I found a mothod.
we can thange the data to zeros row by row.
how to change a row of datas to zeros:
1) change the a row of datas to be same first
2) do many enough B operation on the row, until the datas is zeros
how to change a row of datas to same:
let MAX is the maximum data in the row
let MIN is the minimum data in the row
if MAX>=2*MIN do a A operation on the colum the MIN data in.

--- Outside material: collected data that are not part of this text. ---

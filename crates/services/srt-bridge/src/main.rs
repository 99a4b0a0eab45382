//! tsbridge binary entry point
//!
//! Listens for one SRT caller, publishes its TS on the in-process bus and,
//! when a target is configured, re-muxes the same stream out to another SRT
//! listener.
//!
//! # Usage
//!
//! ```bash
//! # Ingest only, listening on 0.0.0.0:1234
//! cargo run -p tsbridge --features libsrt
//!
//! # Ingest and push the stream on to a relay
//! cargo run -p tsbridge --features libsrt -- \
//!   --srt-host 0.0.0.0:9000 \
//!   --srt-target relay.example.com:9001
//!
//! # Everything from a file, `TSBRIDGE_*` variables still win
//! cargo run -p tsbridge --features libsrt -- --config tsbridge.toml
//! ```

use anyhow::{Context, Result};
use clap::Parser;
use std::path::PathBuf;
use std::time::Duration;
use tracing_subscriber::{layer::SubscriberExt, util::SubscriberInitExt, EnvFilter};

use tsbridge::{
    check_subscribers, global_metrics, Config, EgressSession, IngestSession, MediaBus,
    SessionError,
};
use tsbridge_srt::SrtLibrary;

/// SRT <-> MPEG-TS bridge
#[derive(Parser, Debug)]
#[command(author, version, about, long_about = None)]
struct Args {
    /// TOML configuration file
    #[arg(short, long, env = "TSBRIDGE_CONFIG")]
    config: Option<PathBuf>,

    /// Local host:port the ingest listener binds to
    #[arg(long)]
    srt_host: Option<String>,

    /// Remote host:port egress pushes TS to
    #[arg(long)]
    srt_target: Option<String>,

    /// Stream name used by both directions
    #[arg(long)]
    stream: Option<String>,
}

impl Args {
    fn apply(self, config: &mut Config) {
        if let Some(host) = self.srt_host {
            config.ingest.host = host;
        }
        if let Some(target) = self.srt_target {
            config.egress.target = Some(target);
        }
        if let Some(stream) = self.stream {
            config.ingest.stream = stream.clone();
            config.egress.stream = stream;
        }
    }
}

fn main() -> Result<()> {
    let args = Args::parse();
    let mut config = Config::load(args.config.as_ref())?;
    args.apply(&mut config);

    let default_filter = config.logging.filter.as_deref().unwrap_or("info");
    tracing_subscriber::registry()
        .with(EnvFilter::try_from_default_env().unwrap_or_else(|_| EnvFilter::new(default_filter)))
        .with(tracing_subscriber::fmt::layer())
        .init();

    tracing::info!(
        ingest = %config.ingest.host,
        stream = %config.ingest.stream,
        target = ?config.egress.target,
        poll_ms = config.srt.poll_interval_ms,
        "Starting tsbridge"
    );

    // Single media context: bus, gate and muxer never leave this thread
    let runtime = tokio::runtime::Builder::new_current_thread()
        .enable_all()
        .build()
        .context("failed to build the media runtime")?;
    let result = runtime.block_on(run(config));

    let metrics = global_metrics().snapshot();
    tracing::info!(
        sessions = metrics.sessions_started,
        chunks_relayed = metrics.chunks_relayed,
        bytes_relayed = metrics.bytes_relayed,
        frames_published = metrics.frames_published,
        frames_forwarded = metrics.frames_forwarded,
        configs_synthesized = metrics.configs_synthesized,
        frames_dropped = metrics.frames_dropped,
        writes_dropped = metrics.writes_dropped,
        "tsbridge shutdown complete"
    );
    result
}

async fn run(config: Config) -> Result<()> {
    let library = SrtLibrary::global();
    let options = config.srt.endpoint_options();
    let health_interval = options.poll_interval;
    let mut bus = MediaBus::new();

    if let Some(target) = &config.egress.target {
        let session = EgressSession::start(
            &config.egress.stream,
            target,
            options.clone(),
            library.clone(),
        )
        .with_context(|| format!("egress to {target} failed to start"))?;
        bus.subscribe(&config.egress.stream, Box::new(session));
    }

    let result = if config.ingest.enabled {
        let mut ingest = IngestSession::start(
            &config.ingest.stream,
            &config.ingest.host,
            options,
            library,
            &mut bus,
        )
        .with_context(|| format!("ingest on {} failed to start", config.ingest.host))?;
        let result = ingest.run(&mut bus, shutdown_signal()).await;
        ingest.stop(&mut bus);
        result.context("bridge session failed")
    } else {
        tracing::info!("ingest disabled, waiting for shutdown");
        supervise(&bus, health_interval)
            .await
            .context("egress session failed")
    };

    // Dropping the handlers closes the egress endpoint
    drop(bus.shutdown());
    result
}

/// Watch subscriber health until a shutdown signal arrives
async fn supervise(bus: &MediaBus, interval: Duration) -> Result<(), SessionError> {
    let shutdown = shutdown_signal();
    tokio::pin!(shutdown);
    let mut health = tokio::time::interval(interval);
    health.set_missed_tick_behavior(tokio::time::MissedTickBehavior::Delay);

    loop {
        tokio::select! {
            _ = &mut shutdown => return Ok(()),
            _ = health.tick() => {
                if let Err(e) = check_subscribers(bus) {
                    tracing::error!(error = %e, "stopping on subscriber failure");
                    return Err(e);
                }
            }
        }
    }
}

/// Wait for shutdown signal (SIGTERM or SIGINT)
async fn shutdown_signal() {
    let ctrl_c = async {
        if let Err(e) = tokio::signal::ctrl_c().await {
            tracing::error!(error = %e, "failed to listen for Ctrl+C");
            std::future::pending::<()>().await;
        }
    };

    #[cfg(unix)]
    let terminate = async {
        match tokio::signal::unix::signal(tokio::signal::unix::SignalKind::terminate()) {
            Ok(mut signal) => {
                signal.recv().await;
            }
            Err(e) => {
                tracing::error!(error = %e, "failed to install SIGTERM handler");
                std::future::pending::<()>().await;
            }
        }
    };

    #[cfg(not(unix))]
    let terminate = std::future::pending::<()>();

    tokio::select! {
        _ = ctrl_c => {},
        _ = terminate => {},
    }
    tracing::info!("Shutdown signal received");
}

else do a B operation on the row
do this until the all data in the row is same
the following is a my test program:
#include <stdio.h>
#include <stdlib.h>
#include <limits.h>
#define R 5
#define C 5
#define MAX_NUM 10 // if this value is too large,
// the data in matrix will be overflow
// the matrix
int d[R*C];
int num_a=0; // the total num of a operation
int num_b=0; // the total num of b operation
// some helper macro for 2d array
#define N(a) (sizeof(a)/sizeof(a[0]))
#define D(i,j) (d[i+j*R])
// print all data in current matrix
void print_matrix()
{
int i;
int j;
printf("Data:\n");
for(i=0;i<R;i++)
{
for(j=0;j<C;j++)
{
printf("%5d",D(i,j));
}
printf("\n");
}
}
// do A operation
void A(int c)
{
int i;
printf("do A, %d\n", c);
for(i=0;i<R;i++)
D(i,c)<<=1;
print_matrix();
num_a++;
}
// do B operation
void B(int r)
{
int i;
printf("do B, %d\n", r);
for(i=0;i<C;i++)
D(r,i)--;
print_matrix();
num_b++;
}
int main()
{
int i;
int j;
// generate all data
srand(time(0));
for(i=0;i<N(d);i++)
{
// the data are positive integers, not have zeros
d[i]=rand()%MAX_NUM+1;
}
//
print_matrix();
// archieve the work row by row
for(j=0;j<R;j++)
{
int max;
int c_max;
int min;
int c_min;
// find the maximum data and minimum data in this row
do
{
max=0;
min=INT_MAX; // the max value
for(i=0;i<C;i++)
{
if(D(j,i)>max)
{
max=D(j,i);
c_max=i;
}
if(D(j,i)<min)
{
min=D(j,i);
c_min=i;
}
}
printf("max=%d min=%d\n",max,min);
if(max==min)
break;
if(min*2<=max)
A(c_min);
else
B(j);
}while(1);
for(i=0;i<max;i++)
B(j);
}
printf(" total A operation steps %d\n", num_a);
printf(" total B operation steps %d\n", num_b);
printf(" total steps %d\n",num_a+num_b);
return 0;
}
On 8月26日, 上午2时43分, ankur aggarwal <[email protected]> wrote:
> I've always wanted to feel the excitement in these interviews. I got a
> chance, and I liked it.
>
> Here is the question:
>
> You are given a matrix: r rows, c cols. r x c matrix.
>
> Now they all have positive integers. Assume that the computer has no
> overflow, it can store all possible integer values.
>
> Now there are only two operations you can perform on the matrix:
>
> a. Multiply one whole column (of size r elements) by 2 aij = aij * 2
> b. Decrement a whole row (of size c elements) by 1. aij = aij - 1
>
> Now you are required to find out if it's possible with these operations to
> convert this matrix into the O matrix. (one with all zeroes in it.)
>
> If so, how do you solve it? Or when do you decide to terminate?
>
> give the algo..
> not the code.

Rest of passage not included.